As minhocas são outro exemplo. Importantes na renovação da terra, iscas atraentes na pesca de água doce, não foram prestigiadas em decisão do Superior Tribunal de Justiça no ano 2000 quando se decidiu que “Apanhar quatro minhocuçus não tem relevância jurídica. Incide aqui o princípio da insignificância porque a conduta dos acusados não tem poder lesivo suficiente para atingir o bem tutelado”. (3ª Seção, relator Fernando Gonçalves).

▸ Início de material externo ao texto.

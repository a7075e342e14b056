//! Cross-instance coordination backend.
//!
//! The circuit-breaker registry and the scrape queue are the only shared
//! mutable state in the system, so both live behind this single interface.
//! [`MemoryCoordination`] is the in-process implementation; boreas-db
//! provides a shared-store implementation with identical semantics, so a
//! second process instance observes an `open` breaker opened elsewhere and
//! queue backpressure applies across all participants. Completed results are
//! handed back to the submitting instance through the owner-keyed outcome
//! mailbox, so work dequeued by one instance is never lost to another.

use std::collections::{HashMap, VecDeque};
use std::future::Future;
use std::sync::{Arc, Mutex};
use std::time::Duration;

use chrono::{DateTime, Utc};
use serde::{Deserialize, Serialize};
use tokio::sync::Notify;
use tokio::time::Instant;
use uuid::Uuid;

use crate::breaker::{BreakerDecision, BreakerRecord};
use crate::config::{BreakerConfig, QueueConfig};
use crate::error::AppError;
use crate::models::{CaptureMode, SortStrategy, TrendSource};
use crate::queue::BoundedPriorityQueue;

/// One scrape job on the shared queue. Serializable so distributed backends
/// can move it across instances.
#[derive(Debug, Clone, Serialize, Deserialize)]
pub struct QueuedScrape {
    pub job_id: Uuid,
    /// Instance that submitted the job and expects its outcome.
    pub owner_id: String,
    pub source: String,
    pub query: Option<String>,
    pub limit: usize,
    pub capture_mode: CaptureMode,
    pub sort_strategy: SortStrategy,
    pub window_start: Option<DateTime<Utc>>,
    pub window_end: Option<DateTime<Utc>>,
    /// Lower dispatches first.
    pub priority: u32,
}

/// Completed (or failed) scrape handed back to the submitting instance.
/// Errors cross the wire as strings plus a retryability flag.
#[derive(Debug, Clone, Serialize, Deserialize)]
pub struct ScrapeOutcome {
    pub job_id: Uuid,
    pub source: String,
    pub items: Vec<TrendSource>,
    pub error: Option<String>,
}

impl ScrapeOutcome {
    pub fn success(job: &QueuedScrape, items: Vec<TrendSource>) -> Self {
        Self {
            job_id: job.job_id,
            source: job.source.clone(),
            items,
            error: None,
        }
    }

    pub fn failure(job: &QueuedScrape, error: &AppError) -> Self {
        Self {
            job_id: job.job_id,
            source: job.source.clone(),
            items: Vec::new(),
            error: Some(error.to_string()),
        }
    }
}

/// The coordination backend contract. All core logic depends only on this
/// trait; swapping the in-process backend for the shared-store one changes
/// deployment topology, not behavior.
pub trait Coordination: Send + Sync + Clone + 'static {
    /// Breaker gate for one dispatch attempt. May perform the lazy
    /// open -> half-open transition and reserve the single probe slot.
    fn breaker_check(
        &self,
        source: &str,
    ) -> impl Future<Output = Result<BreakerDecision, AppError>> + Send;

    /// Record a dispatch outcome, driving breaker transitions. Returns true
    /// when a failure opened the circuit.
    fn breaker_record(
        &self,
        source: &str,
        success: bool,
    ) -> impl Future<Output = Result<bool, AppError>> + Send;

    /// Read-only snapshot of a source's breaker record.
    fn breaker_snapshot(
        &self,
        source: &str,
    ) -> impl Future<Output = Result<BreakerRecord, AppError>> + Send;

    /// Submit a job, blocking up to the configured backpressure timeout.
    /// Fails with [`AppError::QueueFull`] instead of growing unbounded.
    fn enqueue(&self, job: QueuedScrape) -> impl Future<Output = Result<(), AppError>> + Send;

    /// Claim the next job by priority, waiting up to `timeout` when empty.
    fn dequeue(
        &self,
        timeout: Duration,
    ) -> impl Future<Output = Result<Option<QueuedScrape>, AppError>> + Send;

    fn queue_len(&self) -> impl Future<Output = Result<usize, AppError>> + Send;

    /// Deliver a completed job's outcome to its owner's mailbox.
    fn publish_outcome(
        &self,
        outcome: ScrapeOutcome,
        owner_id: &str,
    ) -> impl Future<Output = Result<(), AppError>> + Send;

    /// Take the next outcome addressed to `owner_id`, waiting up to `timeout`.
    fn next_outcome(
        &self,
        owner_id: &str,
        timeout: Duration,
    ) -> impl Future<Output = Result<Option<ScrapeOutcome>, AppError>> + Send;
}

// ---------------------------------------------------------------------------
// In-process backend
// ---------------------------------------------------------------------------

struct MemoryInner {
    // Breaker transitions are a fast, non-blocking critical section; a std
    // mutex is never held across an await point.
    breakers: Mutex<HashMap<String, BreakerRecord>>,
    breaker_config: BreakerConfig,
    queue: BoundedPriorityQueue<QueuedScrape>,
    queue_config: QueueConfig,
    outcomes: Mutex<HashMap<String, VecDeque<ScrapeOutcome>>>,
    outcome_ready: Notify,
}

/// Single-instance coordination backend.
#[derive(Clone)]
pub struct MemoryCoordination {
    inner: Arc<MemoryInner>,
}

impl MemoryCoordination {
    pub fn new(breaker_config: BreakerConfig, queue_config: QueueConfig) -> Self {
        Self {
            inner: Arc::new(MemoryInner {
                breakers: Mutex::new(HashMap::new()),
                breaker_config,
                queue: BoundedPriorityQueue::new(queue_config.capacity),
                queue_config,
                outcomes: Mutex::new(HashMap::new()),
                outcome_ready: Notify::new(),
            }),
        }
    }

    fn with_breaker<R>(&self, source: &str, f: impl FnOnce(&mut BreakerRecord) -> R) -> R {
        let mut breakers = self.inner.breakers.lock().unwrap_or_else(|poisoned| {
            tracing::warn!("Recovered from poisoned breaker mutex");
            poisoned.into_inner()
        });
        let record = breakers.entry(source.to_string()).or_default();
        f(record)
    }
}

impl Default for MemoryCoordination {
    fn default() -> Self {
        Self::new(BreakerConfig::default(), QueueConfig::default())
    }
}

impl Coordination for MemoryCoordination {
    async fn breaker_check(&self, source: &str) -> Result<BreakerDecision, AppError> {
        let config = self.inner.breaker_config.clone();
        let decision = self.with_breaker(source, |record| record.check(Utc::now(), &config));
        if let BreakerDecision::Probe = decision {
            tracing::info!(source, "circuit half-open, dispatching probe");
        }
        Ok(decision)
    }

    async fn breaker_record(&self, source: &str, success: bool) -> Result<bool, AppError> {
        let config = self.inner.breaker_config.clone();
        let opened = self.with_breaker(source, |record| {
            if success {
                record.record_success();
                false
            } else {
                record.record_failure(Utc::now(), &config)
            }
        });
        if opened {
            tracing::warn!(source, "circuit opened after consecutive failures");
        }
        Ok(opened)
    }

    async fn breaker_snapshot(&self, source: &str) -> Result<BreakerRecord, AppError> {
        Ok(self.with_breaker(source, |record| record.clone()))
    }

    async fn enqueue(&self, job: QueuedScrape) -> Result<(), AppError> {
        let source = job.source.clone();
        let priority = job.priority;
        self.inner
            .queue
            .enqueue(job, priority, self.inner.queue_config.enqueue_timeout)
            .await
            .map_err(|_| AppError::QueueFull { source_name: source })
    }

    async fn dequeue(&self, timeout: Duration) -> Result<Option<QueuedScrape>, AppError> {
        Ok(self.inner.queue.dequeue(timeout).await)
    }

    async fn queue_len(&self) -> Result<usize, AppError> {
        Ok(self.inner.queue.len())
    }

    async fn publish_outcome(&self, outcome: ScrapeOutcome, owner_id: &str) -> Result<(), AppError> {
        {
            let mut outcomes = self.inner.outcomes.lock().unwrap_or_else(|poisoned| {
                tracing::warn!("Recovered from poisoned outcome mutex");
                poisoned.into_inner()
            });
            outcomes
                .entry(owner_id.to_string())
                .or_default()
                .push_back(outcome);
        }
        self.inner.outcome_ready.notify_waiters();
        Ok(())
    }

    async fn next_outcome(
        &self,
        owner_id: &str,
        timeout: Duration,
    ) -> Result<Option<ScrapeOutcome>, AppError> {
        let deadline = Instant::now() + timeout;
        loop {
            {
                let mut outcomes = self.inner.outcomes.lock().unwrap_or_else(|poisoned| {
                    tracing::warn!("Recovered from poisoned outcome mutex");
                    poisoned.into_inner()
                });
                if let Some(mailbox) = outcomes.get_mut(owner_id)
                    && let Some(outcome) = mailbox.pop_front()
                {
                    return Ok(Some(outcome));
                }
            }
            let now = Instant::now();
            if now >= deadline {
                return Ok(None);
            }
            let _ = tokio::time::timeout_at(deadline, self.inner.outcome_ready.notified()).await;
        }
    }
}

#[cfg(test)]
mod tests {
    use super::*;

    fn job(source: &str, priority: u32) -> QueuedScrape {
        QueuedScrape {
            job_id: Uuid::new_v4(),
            owner_id: "owner-1".to_string(),
            source: source.to_string(),
            query: None,
            limit: 10,
            capture_mode: CaptureMode::Hybrid,
            sort_strategy: SortStrategy::Hybrid,
            window_start: None,
            window_end: None,
            priority,
        }
    }

    fn coordination(threshold: u32, window: Duration) -> MemoryCoordination {
        MemoryCoordination::new(
            BreakerConfig {
                failure_threshold: threshold,
                open_window: window,
            },
            QueueConfig {
                capacity: 4,
                enqueue_timeout: Duration::from_millis(50),
                dequeue_timeout: Duration::from_millis(50),
            },
        )
    }

    #[tokio::test]
    async fn test_breaker_opens_and_half_opens() {
        let coordination = coordination(2, Duration::from_millis(40));

        assert!(
            coordination
                .breaker_check("weibo")
                .await
                .unwrap()
                .permits_dispatch()
        );
        assert!(!coordination.breaker_record("weibo", false).await.unwrap());
        assert!(coordination.breaker_record("weibo", false).await.unwrap());

        assert!(matches!(
            coordination.breaker_check("weibo").await.unwrap(),
            BreakerDecision::Open { .. }
        ));
        // Other sources unaffected.
        assert_eq!(
            coordination.breaker_check("github").await.unwrap(),
            BreakerDecision::Allow
        );

        tokio::time::sleep(Duration::from_millis(50)).await;
        assert_eq!(
            coordination.breaker_check("weibo").await.unwrap(),
            BreakerDecision::Probe
        );
        // Only one probe while it is in flight.
        assert!(matches!(
            coordination.breaker_check("weibo").await.unwrap(),
            BreakerDecision::Open { .. }
        ));

        coordination.breaker_record("weibo", true).await.unwrap();
        assert_eq!(
            coordination.breaker_check("weibo").await.unwrap(),
            BreakerDecision::Allow
        );
        let snapshot = coordination.breaker_snapshot("weibo").await.unwrap();
        assert_eq!(snapshot.failure_count, 0);
    }

    #[tokio::test]
    async fn test_queue_backpressure_maps_to_queue_full() {
        let coordination = coordination(5, Duration::from_secs(60));
        for _ in 0..4 {
            coordination.enqueue(job("weibo", 100)).await.unwrap();
        }
        let err = coordination.enqueue(job("weibo", 100)).await.unwrap_err();
        assert!(matches!(err, AppError::QueueFull { source_name } if source_name == "weibo"));
        assert_eq!(coordination.queue_len().await.unwrap(), 4);
    }

    #[tokio::test]
    async fn test_dequeue_respects_priority() {
        let coordination = coordination(5, Duration::from_secs(60));
        coordination.enqueue(job("slow", 100)).await.unwrap();
        coordination.enqueue(job("hot", 10)).await.unwrap();

        let first = coordination
            .dequeue(Duration::from_millis(50))
            .await
            .unwrap()
            .unwrap();
        assert_eq!(first.source, "hot");
    }

    #[tokio::test]
    async fn test_outcome_mailbox_roundtrip() {
        let coordination = coordination(5, Duration::from_secs(60));
        let job = job("weibo", 100);
        let outcome = ScrapeOutcome::success(&job, vec![]);
        coordination
            .publish_outcome(outcome, &job.owner_id)
            .await
            .unwrap();

        let received = coordination
            .next_outcome("owner-1", Duration::from_millis(50))
            .await
            .unwrap()
            .unwrap();
        assert_eq!(received.job_id, job.job_id);
        assert!(received.error.is_none());

        // Mailboxes are per-owner.
        assert!(
            coordination
                .next_outcome("owner-2", Duration::from_millis(20))
                .await
                .unwrap()
                .is_none()
        );
    }
}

Os insetos também não gozam de maior prestígio na área jurídica. Mesmo fazendo parte da cadeia alimentar, colaborando para o equilíbrio ecológico, ajudando na polinização das plantas, produzindo em alguns casos mel ou seda, e até sendo usados em alguns países na alimentação dos seres humanos (www.cultivehortaorganica.blogsport.com). É verdade que a Lei 9.605, de 1998, no artigo 29 considera crime matar espécimes da fauna silvestre e o dispositivo alcança os insetos e até as larvas (parágrafo 1°, inciso III). Contudo, não se tem conhecimento de ações penais envolvendo a morte de insetos (v.g., abelhas) e são desconhecidas ações civis públicas para que sejam protegidos (v.g., as lesmas, por alguns consideradas um prato sofisticado).
Passemos aos seres humanos, alargando o conceito de beleza para alcançar a boa apresentação pessoal. Roupas adequadas ao local e momento, um bom corte de cabelo, maquiagem adequada nas mulheres, homens com a barba feita. Evidentemente, não é preciso lei para dizer que estes e os outros, os pouco cuidados, merecem igual tratamento nas relações jurídicas. Mas, será esta a rotina no mundo real?

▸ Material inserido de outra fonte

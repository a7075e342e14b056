//! Cross-platform heat scoring and ranking.
//!
//! score = w1 * platform_percentile + w2 * velocity + w3 * freshness
//!       + w4 * cross_platform, scaled by a per-platform boost. Weights are
//! normalized from [`HeatConfig`]; nothing here is hard-coded.

use std::collections::{HashMap, HashSet};

use chrono::{DateTime, Utc};

use crate::config::HeatConfig;
use crate::models::{SortStrategy, TrendSource};

#[derive(Clone)]
pub struct HeatScorer {
    config: HeatConfig,
}

impl HeatScorer {
    pub fn new(config: HeatConfig) -> Self {
        Self { config }
    }

    /// Score a batch in place, filling `normalized_heat_score` and the
    /// per-component breakdown on every item.
    pub fn score_batch(&self, items: &mut [TrendSource]) {
        if items.is_empty() {
            return;
        }
        let now = Utc::now();
        self.score_batch_at(items, now);
    }

    /// Deterministic variant used by tests: the reference instant is explicit.
    pub fn score_batch_at(&self, items: &mut [TrendSource], now: DateTime<Utc>) {
        let mut platform_values: HashMap<String, Vec<f64>> = HashMap::new();
        let mut content_platforms: HashMap<String, HashSet<String>> = HashMap::new();
        let mut velocities: Vec<f64> = Vec::with_capacity(items.len());

        for item in items.iter() {
            platform_values
                .entry(item.source_platform.clone())
                .or_default()
                .push(item.engagement_score);
            if !item.content_hash.is_empty() {
                content_platforms
                    .entry(item.content_hash.clone())
                    .or_default()
                    .insert(item.source_platform.clone());
            }
            let age_hours = age_hours(item, now).max(1.0 / 60.0);
            velocities.push(item.engagement_score / age_hours);
        }

        for values in platform_values.values_mut() {
            values.sort_by(|a, b| a.partial_cmp(b).unwrap_or(std::cmp::Ordering::Equal));
        }
        let velocity_max = velocities.iter().cloned().fold(0.0_f64, f64::max).max(1e-9);

        let weights = self.normalized_weights();
        for (index, item) in items.iter_mut().enumerate() {
            let sorted = &platform_values[&item.source_platform];
            let percentile = percentile_rank(sorted, item.engagement_score);
            let velocity = (velocities[index] / velocity_max).min(1.0);
            let freshness = self.freshness(age_hours(item, now));
            let cross_platform = if item.content_hash.is_empty() {
                0.0
            } else {
                let count = content_platforms[&item.content_hash].len();
                (((count as f64) - 1.0) / 2.0).clamp(0.0, 1.0)
            };

            let mut score = weights[0] * percentile
                + weights[1] * velocity
                + weights[2] * freshness
                + weights[3] * cross_platform;
            let boost = self
                .config
                .platform_weights
                .get(&item.source_platform.to_lowercase())
                .copied()
                .unwrap_or(1.0)
                .max(0.0);
            score *= boost;

            item.normalized_heat_score = score.clamp(0.0, 1.0);
            item.heat_breakdown = HashMap::from([
                ("platform_percentile".to_string(), percentile),
                ("velocity".to_string(), velocity),
                ("freshness".to_string(), freshness),
                ("cross_platform".to_string(), cross_platform),
                ("platform_weight".to_string(), boost),
            ]);
        }
    }

    /// Sort a scored batch. Ties break deterministically on
    /// (platform asc, source_id asc) so repeated runs rank identically.
    pub fn sort_items(&self, items: &mut [TrendSource], strategy: SortStrategy) {
        match strategy {
            SortStrategy::Engagement => items.sort_by(|a, b| {
                b.engagement_score
                    .partial_cmp(&a.engagement_score)
                    .unwrap_or(std::cmp::Ordering::Equal)
                    .then_with(|| a.source_platform.cmp(&b.source_platform))
                    .then_with(|| a.source_id.cmp(&b.source_id))
            }),
            SortStrategy::Recency => items.sort_by(|a, b| {
                let ta = a.published_at.unwrap_or(a.scraped_at);
                let tb = b.published_at.unwrap_or(b.scraped_at);
                tb.cmp(&ta)
                    .then_with(|| a.source_platform.cmp(&b.source_platform))
                    .then_with(|| a.source_id.cmp(&b.source_id))
            }),
            SortStrategy::Hybrid => items.sort_by(|a, b| {
                b.normalized_heat_score
                    .partial_cmp(&a.normalized_heat_score)
                    .unwrap_or(std::cmp::Ordering::Equal)
                    .then_with(|| a.source_platform.cmp(&b.source_platform))
                    .then_with(|| a.source_id.cmp(&b.source_id))
            }),
        }
    }

    /// Exponential half-life decay, zero past the configured max age.
    fn freshness(&self, age_hours: f64) -> f64 {
        let age = age_hours.max(0.0);
        let max_age = self.config.freshness_max_age_hours.max(1.0);
        if age >= max_age {
            return 0.0;
        }
        let half_life = self.config.freshness_half_life_hours.max(0.1);
        (-std::f64::consts::LN_2 * age / half_life).exp().clamp(0.0, 1.0)
    }

    fn normalized_weights(&self) -> [f64; 4] {
        let raw = [
            self.config.weight_platform_percentile.max(0.0),
            self.config.weight_velocity.max(0.0),
            self.config.weight_freshness.max(0.0),
            self.config.weight_cross_platform.max(0.0),
        ];
        let total: f64 = raw.iter().sum();
        if total <= 0.0 {
            return [0.45, 0.25, 0.20, 0.10];
        }
        raw.map(|w| w / total)
    }
}

fn age_hours(item: &TrendSource, now: DateTime<Utc>) -> f64 {
    let reference = item.published_at.unwrap_or(item.scraped_at);
    (now - reference).num_milliseconds() as f64 / 3_600_000.0
}

fn percentile_rank(sorted_values: &[f64], value: f64) -> f64 {
    if sorted_values.is_empty() {
        return 0.0;
    }
    if sorted_values.len() == 1 {
        return 1.0;
    }
    let count = sorted_values.iter().filter(|v| **v <= value).count();
    (count.saturating_sub(1)) as f64 / (sorted_values.len() - 1) as f64
}

#[cfg(test)]
mod tests {
    use super::*;
    use chrono::TimeDelta;

    fn item(platform: &str, id: &str, engagement: f64, age_hours: i64) -> TrendSource {
        let mut source = TrendSource::new(platform, id);
        source.engagement_score = engagement;
        source.published_at = Some(Utc::now() - TimeDelta::hours(age_hours));
        source
    }

    #[test]
    fn test_freshness_half_life() {
        let scorer = HeatScorer::new(HeatConfig {
            freshness_half_life_hours: 12.0,
            freshness_max_age_hours: 72.0,
            ..HeatConfig::default()
        });
        assert!((scorer.freshness(0.0) - 1.0).abs() < 1e-9);
        assert!((scorer.freshness(12.0) - 0.5).abs() < 1e-9);
        assert!((scorer.freshness(24.0) - 0.25).abs() < 1e-9);
        assert_eq!(scorer.freshness(72.0), 0.0);
        assert_eq!(scorer.freshness(500.0), 0.0);
    }

    #[test]
    fn test_hotter_fresher_items_score_higher() {
        let scorer = HeatScorer::new(HeatConfig::default());
        let mut items = vec![
            item("weibo", "cold", 10.0, 48),
            item("weibo", "hot", 5000.0, 1),
        ];
        scorer.score_batch(&mut items);
        let cold = items.iter().find(|i| i.source_id == "cold").unwrap();
        let hot = items.iter().find(|i| i.source_id == "hot").unwrap();
        assert!(hot.normalized_heat_score > cold.normalized_heat_score);
        assert!(hot.heat_breakdown["platform_percentile"] > cold.heat_breakdown["platform_percentile"]);
    }

    #[test]
    fn test_cross_platform_component() {
        let scorer = HeatScorer::new(HeatConfig::default());
        let mut items = vec![
            item("weibo", "a", 100.0, 2),
            item("bilibili", "b", 100.0, 2),
            item("zhihu", "solo", 100.0, 2),
        ];
        items[0].content_hash = "shared".into();
        items[1].content_hash = "shared".into();
        items[2].content_hash = "alone".into();
        scorer.score_batch(&mut items);
        assert!(items[0].heat_breakdown["cross_platform"] > 0.0);
        assert_eq!(items[2].heat_breakdown["cross_platform"], 0.0);
    }

    #[test]
    fn test_sort_is_deterministic_on_ties() {
        let scorer = HeatScorer::new(HeatConfig::default());
        let mut items = vec![
            item("weibo", "b", 100.0, 2),
            item("weibo", "a", 100.0, 2),
            item("bilibili", "z", 100.0, 2),
        ];
        for i in items.iter_mut() {
            i.normalized_heat_score = 0.5;
        }
        scorer.sort_items(&mut items, SortStrategy::Hybrid);
        let order: Vec<_> = items
            .iter()
            .map(|i| (i.source_platform.as_str(), i.source_id.as_str()))
            .collect();
        assert_eq!(order, vec![("bilibili", "z"), ("weibo", "a"), ("weibo", "b")]);
    }

    #[test]
    fn test_platform_boost_multiplies() {
        let mut config = HeatConfig::default();
        config.platform_weights.insert("github".into(), 0.0);
        let scorer = HeatScorer::new(config);
        let mut items = vec![item("github", "x", 9000.0, 1)];
        scorer.score_batch(&mut items);
        assert_eq!(items[0].normalized_heat_score, 0.0);
    }

    #[test]
    fn test_zero_weights_fall_back_to_defaults() {
        let scorer = HeatScorer::new(HeatConfig {
            weight_platform_percentile: 0.0,
            weight_velocity: 0.0,
            weight_freshness: 0.0,
            weight_cross_platform: 0.0,
            ..HeatConfig::default()
        });
        let weights = scorer.normalized_weights();
        assert!((weights.iter().sum::<f64>() - 1.0).abs() < 1e-9);
    }
}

Imaginemos dois candidatos a estágio em um conceituado escritório de advocacia, com filiais nas grandes capitais e no exterior. Um é bem apessoado e está vestido elegantemente, o outro é exatamente o oposto. Quem faz a entrevista certamente será uma pessoa bem cuidada e que, mesmo inconscientemente, tenderá a escolher alguém semelhante. O primeiro levará vantagem? Terá mais facilidade em ser o escolhido? Tudo indica que sim.
Dizem alguns que alguns escritórios de advocacia localizados nos grandes centros contratam jovens e belas advogadas com uma missão principal: levar petições importantes, com pedido de liminar ou antecipação da tutela, direta e pessoalmente aos juízes. Será que esta é uma técnica que influi na concessão de uma liminar? Será?
Um pedido de indenização por danos morais por uma cicatriz no rosto, fruto de agressão e consequentes lesões corporais, será visto da mesma forma, seja quem for a vítima? Em outras palavras, a cicatriz na face da mulher-gorila de um circo do interior é avaliada da mesma forma que a de uma modelo fotográfica? Despertará o mesmo sentimento de revolta? Ou as reações serão diferentes, menor no primeiro exemplo.
Entre o feio e o bonito estamos, na verdade, muitas vezes diante de uma injustiça da natureza. A vida pode ser, ainda que disto não haja a menor garantia, mais fácil a quem detém a beleza. Mas, ela é passageira e por isso não pode ser colocada em um altar. Acaba, como tudo. Nos encontros de turmas de formandos, a partir do 20º ano, os comentários mais comuns são sobre a calvície de um colega, os quilos a mais da loira que sentava na frente ou aquela que se tornou irreconhecível após a décima plástica.
Finalmente, há que ser lembrada a beleza interior. Ela demora para ser reconhecida, é verdade. Mas, se for bem administrada crescerá com o tempo. Por isso, sem prejuízo de admirarmos a beleza externa, procurar a beleza interior das pessoas e evitar avaliações em razão da aparência, devem ser metas a serem perseguidas.
E que venha 2014, assegurando a todos, belos ou nem tanto, boas oportunidades nas relações jurídicas e muito sucesso na vida profissional.
Vladimir Passos de Freitas é desembargador federal aposentado do TRF 4ª Região, onde foi presidente, e professor doutor de Direito Ambiental da PUC-PR.